## [WHAT IS NEEDED]
Beginning with the first line below, please repeat the material exactly, ending with the line that includes "new attribute key.".

Start of DATASET

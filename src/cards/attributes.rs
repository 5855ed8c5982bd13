//! Typed tunables for effect descriptors.
//!
//! Effects carry extra parameters beyond their base value: crit chance,
//! multipliers, durations, keyword lists. These live in an `Attributes`
//! map so each card can carry what it needs without widening the
//! descriptor type.
//!
//! ## AttributeValue Types
//!
//! - `Int`: Counts (duration in turns)
//! - `Float`: Chances and multipliers
//! - `Bool`: Flags
//! - `Text`: Strings (status names)
//! - `TextList`: String lists (keywords)

use rustc_hash::FxHashMap;
use serde::{Deserialize, Serialize};

/// Key for accessing attributes.
#[derive(Clone, Debug, PartialEq, Eq, Hash, Serialize, Deserialize)]
pub struct AttributeKey(pub String);

impl AttributeKey {
    /// Create a new attribute key.
    pub fn new(key: impl Into<String>) -> Self {
        Self(key.into())
    }
}

impl From<&str> for AttributeKey {
    fn from(s: &str) -> Self {
        Self::new(s)
    }
}

impl From<String> for AttributeKey {
    fn from(s: String) -> Self {
        Self(s)
    }
}

/// Value for an attribute.
#[derive(Clone, Debug, PartialEq, Serialize, Deserialize)]
pub enum AttributeValue {
    Int(i64),
    Float(f64),
    Bool(bool),
    Text(String),
    TextList(Vec<String>),
}

impl AttributeValue {
    /// Get as integer if this is an Int value.
    #[must_use]
    pub fn as_int(&self) -> Option<i64> {
        match self {
            AttributeValue::Int(v) => Some(*v),
            _ => None,
        }
    }

    /// Get as float. Int values are widened.
    #[must_use]
    pub fn as_float(&self) -> Option<f64> {
        match self {
            AttributeValue::Float(v) => Some(*v),
            AttributeValue::Int(v) => Some(*v as f64),
            _ => None,
        }
    }

    /// Get as bool if this is a Bool value.
    #[must_use]
    pub fn as_bool(&self) -> Option<bool> {
        match self {
            AttributeValue::Bool(v) => Some(*v),
            _ => None,
        }
    }

    /// Get as string reference if this is a Text value.
    #[must_use]
    pub fn as_text(&self) -> Option<&str> {
        match self {
            AttributeValue::Text(s) => Some(s),
            _ => None,
        }
    }

    /// Get as text list reference if this is a TextList value.
    #[must_use]
    pub fn as_text_list(&self) -> Option<&[String]> {
        match self {
            AttributeValue::TextList(v) => Some(v),
            _ => None,
        }
    }
}

impl From<i64> for AttributeValue {
    fn from(v: i64) -> Self {
        AttributeValue::Int(v)
    }
}

impl From<i32> for AttributeValue {
    fn from(v: i32) -> Self {
        AttributeValue::Int(v as i64)
    }
}

impl From<u32> for AttributeValue {
    fn from(v: u32) -> Self {
        AttributeValue::Int(v as i64)
    }
}

impl From<f64> for AttributeValue {
    fn from(v: f64) -> Self {
        AttributeValue::Float(v)
    }
}

impl From<bool> for AttributeValue {
    fn from(v: bool) -> Self {
        AttributeValue::Bool(v)
    }
}

impl From<String> for AttributeValue {
    fn from(v: String) -> Self {
        AttributeValue::Text(v)
    }
}

impl From<&str> for AttributeValue {
    fn from(v: &str) -> Self {
        AttributeValue::Text(v.to_string())
    }
}

impl From<Vec<String>> for AttributeValue {
    fn from(v: Vec<String>) -> Self {
        AttributeValue::TextList(v)
    }
}

/// Collection of attributes.
pub type Attributes = FxHashMap<AttributeKey, AttributeValue>;

#[cfg(test)]
mod tests {
    use super::*;

    #[test]
    fn test_attribute_key() {
        let key1 = AttributeKey::new("crit_chance");
        let key2: AttributeKey = "crit_chance".into();
        assert_eq!(key1, key2);
    }

    #[test]
    fn test_float_widens_int() {
        assert_eq!(AttributeValue::Int(3).as_float(), Some(3.0));
        assert_eq!(AttributeValue::Float(0.15).as_float(), Some(0.15));
        assert_eq!(AttributeValue::Float(0.15).as_int(), None);
        assert_eq!(AttributeValue::Bool(true).as_float(), None);
    }

    #[test]
    fn test_attribute_value_from() {
        let int: AttributeValue = 3u32.into();
        assert_eq!(int.as_int(), Some(3));

        let float: AttributeValue = 1.5.into();
        assert_eq!(float.as_float(), Some(1.5));

        let text: AttributeValue = "barkskin".into();
        assert_eq!(text.as_text(), Some("barkskin"));

        let list: AttributeValue = vec!["lich".to_string()].into();
        assert_eq!(list.as_text_list().map(|l| l.len()), Some(1));
    }

    #[test]
    fn test_attributes_map() {
        let mut attrs = Attributes::default();
        attrs.insert("duration".into(), 3i32.into());
        attrs.insert("stackable".into(), false.into());

        assert_eq!(
            attrs.get(&"duration".into()).and_then(|v| v.as_int()),
            Some(3)
        );
        assert_eq!(
            attrs.get(&"stackable".into()).and_then(|v| v.as_bool()),
            Some(false)
        );
    }
}
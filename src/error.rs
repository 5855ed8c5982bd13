//! Error types.
//!
//! Card plays never raise: a refused play is a `PlayFailure` carried
//! inside `ExecutionResult`. Only configuration loading returns `Result`.

use serde::{Deserialize, Serialize};
use thiserror::Error;

/// Why a card effect did not resolve.
#[derive(Error, Clone, Copy, Debug, PartialEq, Eq, Hash, Serialize, Deserialize)]
pub enum PlayFailure {
    /// A targeted card was executed without a target.
    #[error("no target selected")]
    NoTarget,

    /// The card was executed without a game state to act on.
    #[error("no game state available")]
    NoGameState,
}

impl PlayFailure {
    /// Stable reason code for callers that switch on strings.
    #[must_use]
    pub const fn code(self) -> &'static str {
        match self {
            PlayFailure::NoTarget => "no_target",
            PlayFailure::NoGameState => "no_game_state",
        }
    }
}

/// Errors raised while loading card tunables.
#[derive(Error, Debug)]
pub enum ConfigError {
    #[error("TOML parse error: {0}")]
    Parse(#[from] toml::de::Error),

    #[error("Invalid value for {field}: {reason}")]
    Invalid { field: &'static str, reason: String },
}

impl ConfigError {
    pub(crate) fn invalid(field: &'static str, reason: impl Into<String>) -> Self {
        Self::Invalid {
            field,
            reason: reason.into(),
        }
    }
}

pub type Result<T> = std::result::Result<T, ConfigError>;

#[cfg(test)]
mod tests {
    use super::*;

    #[test]
    fn test_failure_codes() {
        assert_eq!(PlayFailure::NoTarget.code(), "no_target");
        assert_eq!(PlayFailure::NoGameState.code(), "no_game_state");
    }

    #[test]
    fn test_failure_display() {
        assert_eq!(PlayFailure::NoTarget.to_string(), "no target selected");
        assert_eq!(PlayFailure::NoGameState.to_string(), "no game state available");
    }

    #[test]
    fn test_config_error_display() {
        let err = ConfigError::invalid("solar_beam.crit_chance", "must be within [0, 1]");
        assert_eq!(
            err.to_string(),
            "Invalid value for solar_beam.crit_chance: must be within [0, 1]"
        );
    }
}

End of DATASET

## [PROBLEM SOLUTION]
filename src/cards/attributes.rs
repository 5855ed8c5982bd13
//! Typed tunables for effect descriptors.
//!
//! Effects carry extra parameters beyond their base value: crit chance,
//! multipliers, durations, keyword lists. These live in an `Attributes`
//! map so each card can carry what it needs without widening the
//! descriptor type.
//!
//! ## AttributeValue Types
//!
//! - `Int`: Counts (duration in turns)
//! - `Float`: Chances and multipliers
//! - `Bool`: Flags
//! - `Text`: Strings (status names)
//! - `TextList`: String lists (keywords)

use rustc_hash::FxHashMap;
use serde::{Deserialize, Serialize};

/// Key for accessing attributes.
#[derive(Clone, Debug, PartialEq, Eq, Hash, Serialize, Deserialize)]
pub struct AttributeKey(pub String);

impl AttributeKey {
    /// Create a new attribute key.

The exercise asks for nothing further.